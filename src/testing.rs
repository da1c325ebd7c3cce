// Copyright 2025 Lablup Inc. and Jeongkyu Shin
//
// Licensed under the Apache License, Version 2.0 (the "License");
// you may not use this file except in compliance with the License.
// You may obtain a copy of the License at
//
//     http://www.apache.org/licenses/LICENSE-2.0
//
// Unless required by applicable law or agreed to in writing, software
// distributed under the License is distributed on an "AS IS" BASIS,
// WITHOUT WARRANTIES OR CONDITIONS OF ANY KIND, either express or implied.
// See the License for the specific language governing permissions and
// limitations under the License.

//! In-memory stand-ins for the management server, the reachability probe and
//! the report files, with call counting and failure injection.

use std::collections::BTreeMap;
use std::io;
use std::sync::Mutex;
use std::time::Duration;

use crate::common::config::{Credentials, Endpoint};
use crate::error::{Error, Result};
use crate::inventory::{
    ClusterRef, ConnectionState, Host, LunType, MultipathPolicy, PowerState, Session, Volume,
};
use crate::network::ReachabilityProbe;
use crate::report::{HostRecord, ReportKind, VolumeRecord};
use crate::traits::{ManagementApi, ReportSink};

pub const GB: u64 = 1024 * 1024 * 1024;

/// Operation that the fake server fails on.
#[derive(Debug, Clone, Copy, PartialEq, Eq)]
pub enum FailPoint {
    Connect,
    ResolveCluster,
    ListHosts,
    ListVolumes,
    SetThreshold,
    Disconnect,
}

/// Calls the fake server received.
#[derive(Debug, Clone, Default, PartialEq, Eq)]
pub struct CallLog {
    pub connect: usize,
    pub disconnect: usize,
    pub resolve_cluster: usize,
    pub list_hosts: usize,
    pub list_volumes: usize,
    pub set_threshold: usize,
    /// Host ids passed to `list_volumes`, in call order.
    pub queried_hosts: Vec<String>,
    /// Canonical names passed to `set_volume_threshold`.
    pub updated_volumes: Vec<String>,
}

#[derive(Debug, Clone)]
pub struct FakeCluster {
    pub id: String,
    pub name: String,
    pub hosts: Vec<Host>,
    pub volumes: Vec<Volume>,
}

impl FakeCluster {
    pub fn new(id: &str, name: &str) -> Self {
        Self {
            id: id.to_string(),
            name: name.to_string(),
            hosts: Vec::new(),
            volumes: Vec::new(),
        }
    }

    pub fn host(mut self, host: Host, volumes: Vec<Volume>) -> Self {
        self.hosts.push(host);
        self.volumes.extend(volumes);
        self
    }
}

pub fn host(name: &str, connection_state: ConnectionState, power_state: PowerState) -> Host {
    Host {
        id: format!("host-{name}"),
        name: name.to_string(),
        connection_state,
        power_state,
    }
}

pub fn healthy_host(name: &str) -> Host {
    host(name, ConnectionState::Connected, PowerState::PoweredOn)
}

pub fn volume(
    host: &Host,
    canonical_name: &str,
    policy: MultipathPolicy,
    commands_per_path: Option<u32>,
) -> Volume {
    Volume {
        canonical_name: canonical_name.to_string(),
        capacity_bytes: 512 * GB,
        host_id: host.id.clone(),
        host_name: host.name.clone(),
        policy,
        commands_per_path,
    }
}

/// `count` round-robin volumes on `host`, all with the same threshold.
pub fn round_robin_volumes(host: &Host, count: usize, commands_per_path: u32) -> Vec<Volume> {
    (0..count)
        .map(|i| {
            volume(
                host,
                &format!("naa.{}{i:04}", host.name),
                MultipathPolicy::RoundRobin,
                Some(commands_per_path),
            )
        })
        .collect()
}

/// A management server that lives in memory.
pub struct FakeManagementApi {
    clusters: Mutex<Vec<FakeCluster>>,
    credentials: Credentials,
    fail_at: Option<FailPoint>,
    calls: Mutex<CallLog>,
}

impl FakeManagementApi {
    pub fn new(credentials: Credentials) -> Self {
        Self {
            clusters: Mutex::new(Vec::new()),
            credentials,
            fail_at: None,
            calls: Mutex::new(CallLog::default()),
        }
    }

    pub fn with_cluster(self, cluster: FakeCluster) -> Self {
        self.clusters
            .lock()
            .expect("fake inventory lock poisoned")
            .push(cluster);
        self
    }

    pub fn failing_at(mut self, point: FailPoint) -> Self {
        self.fail_at = Some(point);
        self
    }

    pub fn calls(&self) -> CallLog {
        self.calls.lock().expect("fake call log poisoned").clone()
    }

    /// Current state of every volume the fake knows about.
    pub fn volumes(&self) -> Vec<Volume> {
        self.clusters
            .lock()
            .expect("fake inventory lock poisoned")
            .iter()
            .flat_map(|c| c.volumes.clone())
            .collect()
    }

    fn record(&self, f: impl FnOnce(&mut CallLog)) {
        f(&mut self.calls.lock().expect("fake call log poisoned"));
    }

    fn fails(&self, point: FailPoint) -> bool {
        self.fail_at == Some(point)
    }
}

impl ManagementApi for FakeManagementApi {
    async fn connect(&self, endpoint: &Endpoint, credentials: &Credentials) -> Result<Session> {
        self.record(|c| c.connect += 1);
        if self.fails(FailPoint::Connect)
            || credentials.username != self.credentials.username
            || credentials.password() != self.credentials.password()
        {
            return Err(Error::Authentication {
                endpoint: endpoint.to_string(),
                message: "credentials rejected (HTTP 401 Unauthorized)".to_string(),
            });
        }
        Ok(Session::new(endpoint.base_url(), "fake-session"))
    }

    async fn disconnect(&self, _session: Session) -> Result<()> {
        self.record(|c| c.disconnect += 1);
        if self.fails(FailPoint::Disconnect) {
            return Err(Error::Teardown("session already expired".to_string()));
        }
        Ok(())
    }

    async fn resolve_cluster(&self, _session: &Session, name: &str) -> Result<ClusterRef> {
        self.record(|c| c.resolve_cluster += 1);
        if self.fails(FailPoint::ResolveCluster) {
            return Err(Error::ClusterResolution {
                name: name.to_string(),
                reason: "HTTP 500 Internal Server Error".to_string(),
            });
        }
        self.clusters
            .lock()
            .expect("fake inventory lock poisoned")
            .iter()
            .find(|c| c.name == name)
            .map(|c| ClusterRef {
                id: c.id.clone(),
                name: c.name.clone(),
            })
            .ok_or_else(|| Error::ClusterResolution {
                name: name.to_string(),
                reason: "no cluster with that exact name".to_string(),
            })
    }

    async fn list_hosts(&self, _session: &Session, cluster: &ClusterRef) -> Result<Vec<Host>> {
        self.record(|c| c.list_hosts += 1);
        if self.fails(FailPoint::ListHosts) {
            return Err(Error::Inventory {
                operation: "list hosts",
                message: "HTTP 503 Service Unavailable".to_string(),
            });
        }
        Ok(self
            .clusters
            .lock()
            .expect("fake inventory lock poisoned")
            .iter()
            .find(|c| c.id == cluster.id)
            .map(|c| c.hosts.clone())
            .unwrap_or_default())
    }

    async fn list_volumes(
        &self,
        _session: &Session,
        hosts: &[Host],
        _lun_type: LunType,
    ) -> Result<Vec<Volume>> {
        self.record(|c| {
            c.list_volumes += 1;
            c.queried_hosts.extend(hosts.iter().map(|h| h.id.clone()));
        });
        if self.fails(FailPoint::ListVolumes) {
            return Err(Error::Inventory {
                operation: "list volumes",
                message: "HTTP 500 Internal Server Error".to_string(),
            });
        }
        let clusters = self.clusters.lock().expect("fake inventory lock poisoned");
        Ok(clusters
            .iter()
            .flat_map(|c| c.volumes.iter())
            .filter(|v| hosts.iter().any(|h| h.id == v.host_id))
            .cloned()
            .collect())
    }

    async fn set_volume_threshold(
        &self,
        _session: &Session,
        volumes: &[Volume],
        commands_per_path: u32,
    ) -> Result<Vec<Volume>> {
        self.record(|c| c.set_threshold += 1);
        let mut clusters = self.clusters.lock().expect("fake inventory lock poisoned");
        let mut updated = Vec::with_capacity(volumes.len());
        for target in volumes {
            if self.fails(FailPoint::SetThreshold) {
                return Err(Error::Remediation {
                    volume: target.canonical_name.clone(),
                    message: "HTTP 409 Conflict".to_string(),
                });
            }
            self.record(|c| c.updated_volumes.push(target.canonical_name.clone()));
            for stored in clusters.iter_mut().flat_map(|c| c.volumes.iter_mut()) {
                if stored.canonical_name == target.canonical_name
                    && stored.host_id == target.host_id
                {
                    stored.policy = MultipathPolicy::RoundRobin;
                    stored.commands_per_path = Some(commands_per_path);
                    updated.push(stored.clone());
                }
            }
        }
        Ok(updated)
    }
}

/// Probe with a fixed answer.
#[derive(Debug, Clone, Copy)]
pub struct FakeProbe {
    pub reachable: bool,
}

impl FakeProbe {
    pub fn reachable() -> Self {
        Self { reachable: true }
    }

    pub fn unreachable() -> Self {
        Self { reachable: false }
    }
}

impl ReachabilityProbe for FakeProbe {
    async fn probe(&self, _endpoint: &Endpoint, _timeout: Duration) -> io::Result<()> {
        if self.reachable {
            Ok(())
        } else {
            Err(io::Error::new(
                io::ErrorKind::ConnectionRefused,
                "connection refused",
            ))
        }
    }
}

/// Keeps every report in memory.
#[derive(Debug, Default)]
pub struct MemoryReportSink {
    pub hosts: BTreeMap<ReportKind, Vec<HostRecord>>,
    pub volumes: BTreeMap<ReportKind, Vec<VolumeRecord>>,
    pub fail_on: Option<ReportKind>,
}

impl MemoryReportSink {
    pub fn new() -> Self {
        Self::default()
    }

    pub fn failing_on(kind: ReportKind) -> Self {
        Self {
            fail_on: Some(kind),
            ..Self::default()
        }
    }

    /// Number of records in a volume report, `None` if it was never written.
    pub fn volume_count(&self, kind: ReportKind) -> Option<usize> {
        self.volumes.get(&kind).map(Vec::len)
    }

    pub fn written(&self) -> Vec<ReportKind> {
        let mut kinds: Vec<_> = self
            .hosts
            .keys()
            .chain(self.volumes.keys())
            .copied()
            .collect();
        kinds.sort();
        kinds
    }

    fn check(&self, kind: ReportKind) -> Result<()> {
        if self.fail_on == Some(kind) {
            return Err(Error::Report(io::Error::new(
                io::ErrorKind::PermissionDenied,
                format!("cannot write {}", kind.file_name()),
            )));
        }
        Ok(())
    }
}

impl ReportSink for MemoryReportSink {
    fn write_hosts(&mut self, kind: ReportKind, records: &[HostRecord]) -> Result<()> {
        self.check(kind)?;
        self.hosts.insert(kind, records.to_vec());
        Ok(())
    }

    fn write_volumes(&mut self, kind: ReportKind, records: &[VolumeRecord]) -> Result<()> {
        self.check(kind)?;
        self.volumes.insert(kind, records.to_vec());
        Ok(())
    }
}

## Task prompt
Look above and return each line of the records exactly, from the very first through the line with "with the License.", both included.

## Your response
filename src/testing.rs
repository da1c325ebd7c3cce
// Copyright 2025 Lablup Inc. and Jeongkyu Shin
//
// Licensed under the Apache License, Version 2.0 (the "License");
// you may not use this file except in compliance with the License.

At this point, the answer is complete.